Sabes, melhor do que eu, da resistência vitoriosa da revolução cubana face à ofensiva que se seguiu ao desaparecimento da União Soviética, nesse tempo particularmente difícil para todos os partidos comunistas e de fragilização do movimento comunista internacional, com o desaparecimento ou descaracterização de vários partidos comunistas - mas também um tempo em que muitos outros partidos, como o Partido Comunista de Cuba – e como, deixa-me que te diga com orgulho, o meu Partido Comunista Português - resistiram, e assumiram e reafirmaram a sua identidade comunista, e proclamaram orgulhosamente que fomos, somos e seremos comunistas.
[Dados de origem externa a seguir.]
//! File-hosting provider client.
//!
//! Stored objects back design cover images, gated documentation, and project
//! galleries. Objects may be provisioned under different access policies, so
//! retrieval walks an ordered list of [`RetrievalStrategy`] values and stops
//! at the first one the provider accepts.

mod strategy;

pub use strategy::RetrievalStrategy;

use std::time::Duration;

use async_trait::async_trait;
use hmac::{Hmac, Mac};
use jiff::Timestamp;
use mockall::automock;
use reqwest::Client;
use serde::{Deserialize, Serialize};
use sha2::Sha256;
use thiserror::Error;
use tracing::debug;

use crate::secrets::SecretString;

type HmacSha256 = Hmac<Sha256>;

/// Timeout applied to every individual retrieval attempt.
pub const ATTEMPT_TIMEOUT: Duration = Duration::from_secs(10);

/// Lifetime of a signed delivery URL.
pub const SIGNED_URL_TTL_SECS: i64 = 300;

/// Configuration for the file-hosting provider.
#[derive(Debug, Clone)]
pub struct MediaConfig {
    /// Provider management API address.
    pub api_addr: String,

    /// Provider delivery address objects are fetched from.
    pub delivery_addr: String,

    /// Account namespace within the provider.
    pub cloud_name: String,

    /// Public API key.
    pub api_key: String,

    /// API secret used to sign upload, destroy, and delivery requests.
    pub api_secret: SecretString,
}

/// Provider-side object class.
#[derive(Debug, Clone, Copy, PartialEq, Eq)]
pub enum ResourceClass {
    Image,
    Raw,
}

impl ResourceClass {
    #[must_use]
    pub const fn segment(self) -> &'static str {
        match self {
            Self::Image => "image",
            Self::Raw => "raw",
        }
    }
}

/// Bytes to be stored with the provider.
#[derive(Debug, Clone)]
pub struct NewUpload {
    pub bytes: Vec<u8>,
    pub filename: String,
}

/// Reference to an object stored with the provider.
#[derive(Debug, Clone, PartialEq, Eq, Serialize, Deserialize)]
pub struct StoredAsset {
    pub url: String,
    pub public_id: String,
}

/// A stored object retrieved from the provider.
#[derive(Debug, Clone)]
pub struct FetchedObject {
    pub bytes: Vec<u8>,
    pub content_type: String,
}

#[derive(Debug, Error)]
pub enum MediaStoreError {
    #[error("media request failed")]
    Http(#[from] reqwest::Error),

    #[error("unexpected media response: {0}")]
    UnexpectedResponse(String),

    #[error("stored object could not be retrieved")]
    ObjectUnavailable,
}

#[automock]
#[async_trait]
pub trait MediaStore: Send + Sync {
    /// Store `upload` under `folder` and return the created object reference.
    async fn upload(
        &self,
        upload: NewUpload,
        folder: &str,
        class: ResourceClass,
    ) -> Result<StoredAsset, MediaStoreError>;

    /// Remove a stored object. Removing an already-absent object succeeds.
    async fn destroy(&self, public_id: &str, class: ResourceClass)
    -> Result<(), MediaStoreError>;

    /// Retrieve a stored object, trying each [`RetrievalStrategy`] in order.
    async fn fetch(
        &self,
        asset: &StoredAsset,
        class: ResourceClass,
    ) -> Result<FetchedObject, MediaStoreError>;
}

/// HTTP client for the provider's management and delivery APIs.
#[derive(Debug, Clone)]
pub struct HttpMediaStore {
    config: MediaConfig,
    http: Client,
}

impl HttpMediaStore {
    #[must_use]
    pub fn new(config: MediaConfig) -> Self {
        Self {
            config,
            http: Client::new(),
        }
    }
}

#[async_trait]
impl MediaStore for HttpMediaStore {
    async fn upload(
        &self,
        upload: NewUpload,
        folder: &str,
        class: ResourceClass,
    ) -> Result<StoredAsset, MediaStoreError> {
        let url = format!(
            "{}/v1/{}/{}/upload",
            self.config.api_addr,
            self.config.cloud_name,
            class.segment()
        );

        let timestamp = Timestamp::now().as_second();
        let signature = sign_hex(
            &self.config.api_secret,
            &format!("folder={folder}&timestamp={timestamp}"),
        );

        let part = reqwest::multipart::Part::bytes(upload.bytes).file_name(upload.filename);
        let form = reqwest::multipart::Form::new()
            .text("api_key", self.config.api_key.clone())
            .text("timestamp", timestamp.to_string())
            .text("folder", folder.to_string())
            .text("signature", signature)
            .part("file", part);

        let response = self.http.post(&url).multipart(form).send().await?;

        if !response.status().is_success() {
            let status = response.status();
            let text = response.text().await.unwrap_or_default();

            return Err(MediaStoreError::UnexpectedResponse(format!(
                "upload failed with status {status}: {text}"
            )));
        }

        let parsed: UploadResponse = response.json().await?;

        Ok(StoredAsset {
            url: parsed.secure_url,
            public_id: parsed.public_id,
        })
    }

    async fn destroy(
        &self,
        public_id: &str,
        class: ResourceClass,
    ) -> Result<(), MediaStoreError> {
        let url = format!(
            "{}/v1/{}/{}/destroy",
            self.config.api_addr,
            self.config.cloud_name,
            class.segment()
        );

        let timestamp = Timestamp::now().as_second();
        let signature = sign_hex(
            &self.config.api_secret,
            &format!("public_id={public_id}&timestamp={timestamp}"),
        );

        let body = serde_json::json!({
            "public_id": public_id,
            "api_key": self.config.api_key,
            "timestamp": timestamp,
            "signature": signature,
        });

        let response = self.http.post(&url).json(&body).send().await?;

        if !response.status().is_success() {
            let status = response.status();
            let text = response.text().await.unwrap_or_default();

            return Err(MediaStoreError::UnexpectedResponse(format!(
                "destroy failed with status {status}: {text}"
            )));
        }

        Ok(())
    }

    async fn fetch(
        &self,
        asset: &StoredAsset,
        class: ResourceClass,
    ) -> Result<FetchedObject, MediaStoreError> {
        let now = Timestamp::now();

        for retrieval in RetrievalStrategy::ORDERED {
            let url = retrieval.request_url(&self.config, asset, class, now);

            let response = match self
                .http
                .get(&url)
                .timeout(ATTEMPT_TIMEOUT)
                .send()
                .await
            {
                Ok(response) => response,
                Err(error) => {
                    debug!("{retrieval:?} fetch of {} failed: {error}", asset.public_id);
                    continue;
                }
            };

            if !response.status().is_success() {
                debug!(
                    "{retrieval:?} fetch of {} returned status {}",
                    asset.public_id,
                    response.status()
                );
                continue;
            }

            let content_type = response
                .headers()
                .get(reqwest::header::CONTENT_TYPE)
                .and_then(|value| value.to_str().ok())
                .unwrap_or("application/octet-stream")
                .to_string();

            let bytes = response.bytes().await?;

            return Ok(FetchedObject {
                bytes: bytes.to_vec(),
                content_type,
            });
        }

        Err(MediaStoreError::ObjectUnavailable)
    }
}

#[derive(Debug, Deserialize)]
struct UploadResponse {
    public_id: String,
    secure_url: String,
}

pub(crate) fn sign_hex(secret: &SecretString, input: &str) -> String {
    let Ok(mut mac) = HmacSha256::new_from_slice(secret.expose().as_bytes()) else {
        return String::new();
    };

    mac.update(input.as_bytes());

    hex::encode(mac.finalize().into_bytes())
}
Sabes, melhor do que eu, desse tempo em que os coveiros de serviço proclamavam a morte do comunismo e a vitória definitiva do capitalismo e decretavam o desaparecimento de Cuba socialista: «é uma questão de dias»,: vaticinavam uns; «é uma questão de semanas»: prognosticavam outros; «é uma questão de meses»: garantiam terceiros – e que tu disseste a palavra exacta no momento exacto: resistir! E, assim, tu e o teu povo tornaram possível o que fora decretado como impossível: proclamaram a resistência e venceram.
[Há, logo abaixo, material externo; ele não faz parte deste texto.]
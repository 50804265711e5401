use clap::Args;

use atelier_app::{
    auth::{NewUser, create_admin_user},
    database,
};

#[derive(Debug, Args)]
pub(crate) struct CreateAdminArgs {
    /// Display name for the account
    #[arg(long)]
    name: String,

    /// Login email
    #[arg(long)]
    email: String,

    /// Initial password
    #[arg(long)]
    password: String,

    /// Contact phone number (10-15 digits)
    #[arg(long, default_value = "0000000000")]
    phone: String,

    /// Organization shown on the profile
    #[arg(long, default_value = "Atelier Studio")]
    organization: String,

    /// PostgreSQL connection string
    #[arg(long, env = "DATABASE_URL", hide_env_values = true)]
    database_url: String,
}

pub(crate) async fn run(args: CreateAdminArgs) -> Result<(), String> {
    let pool = database::connect(&args.database_url)
        .await
        .map_err(|error| format!("failed to connect to database: {error}"))?;

    let admin = create_admin_user(
        &pool,
        NewUser {
            name: args.name,
            email: args.email,
            password: args.password,
            phone: args.phone,
            organization: args.organization,
        },
    )
    .await
    .map_err(|error| format!("failed to create admin account: {error}"))?;

    println!("user_uuid: {}", admin.uuid);
    println!("email: {}", admin.email);
    println!("role: {}", admin.role.as_str());

    Ok(())
}
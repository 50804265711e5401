//! Transaction models.

use jiff::Timestamp;

use crate::{auth::UserUuid, domain::designs::DesignUuid, uuids::TypedUuid};

/// Transaction UUID
pub type TransactionUuid = TypedUuid<TransactionRecord>;

/// Purchase lifecycle. A transaction never leaves `completed`.
#[derive(Debug, Clone, Copy, PartialEq, Eq)]
pub enum TransactionStatus {
    Pending,
    Completed,
    Failed,
}

impl TransactionStatus {
    #[must_use]
    pub const fn as_str(self) -> &'static str {
        match self {
            Self::Pending => "pending",
            Self::Completed => "completed",
            Self::Failed => "failed",
        }
    }

    #[must_use]
    pub fn parse(value: &str) -> Option<Self> {
        match value {
            "pending" => Some(Self::Pending),
            "completed" => Some(Self::Completed),
            "failed" => Some(Self::Failed),
            _ => None,
        }
    }
}

/// Transaction as persisted.
///
/// `design_title` and `amount` are snapshots taken at order time; they
/// survive deletion of the design itself.
#[derive(Debug, Clone)]
pub struct TransactionRecord {
    pub uuid: TransactionUuid,
    pub user_uuid: UserUuid,
    pub design_uuid: Option<DesignUuid>,
    pub design_title: String,
    pub amount: u64,
    pub currency: String,
    pub order_id: String,
    pub payment_id: Option<String>,
    pub signature: Option<String>,
    pub status: TransactionStatus,
    pub created_at: Timestamp,
    pub updated_at: Timestamp,
}

/// Transaction insertion payload.
#[derive(Debug, Clone)]
pub struct NewTransaction {
    pub uuid: TransactionUuid,
    pub user_uuid: UserUuid,
    pub design_uuid: Option<DesignUuid>,
    pub design_title: String,
    pub amount: u64,
    pub currency: String,
    pub order_id: String,
}

/// Order handed back to the client for checkout.
#[derive(Debug, Clone, PartialEq, Eq)]
pub struct PlacedOrder {
    pub order_id: String,
    pub amount: u64,
    pub currency: String,
}

/// Gateway settlement callback payload.
#[derive(Debug, Clone)]
pub struct PaymentCallback {
    pub order_id: String,
    pub payment_id: String,
    pub signature: String,
}

/// One completed sale joined with its buyer.
#[derive(Debug, Clone)]
pub struct SaleRecord {
    pub transaction: TransactionRecord,
    pub buyer_name: String,
    pub buyer_email: String,
}

/// One page of the sales ledger.
#[derive(Debug, Clone)]
pub struct SalesPage {
    pub sales: Vec<SaleRecord>,
    pub total: u64,
    pub page: u32,
    pub pages: u32,
}

/// A recent buyer of a design.
#[derive(Debug, Clone)]
pub struct BuyerRecord {
    pub name: String,
    pub email: String,
    pub purchased_at: Timestamp,
}

/// Aggregated sales for one design.
#[derive(Debug, Clone)]
pub struct DesignSales {
    pub total_sales: u64,
    pub total_revenue: u64,
    pub recent_buyers: Vec<BuyerRecord>,
}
Sabes, melhor do que eu, como essa vitória levou a esperança e a confiança a milhões de pessoas em todo o planeta, e foi um incentivo à continuação da luta, e mostrou a importância fundamental de lutar seja qual for a situação que se nos depare.

Sabes, melhor do que eu, da solidariedade internacionalista da revolução cubana com a luta de todos os povos do mundo:

- em Angola, onde os heróicos soldados cubanos destroçaram a ofensiva da África do Sul do apartheid conjugada com o imperialismo norte-americano e os fantoches da UNITA; e em vários outros países onde dezenas de milhares de médicos e professores cubanos, revolucionariamente, desenvolvem uma acção de elevado conteúdo civilizacional, levando os cuidados de saúde a milhões de pessoas que jamais haviam visto um médico, ensinando a ler milhões de analfabetos.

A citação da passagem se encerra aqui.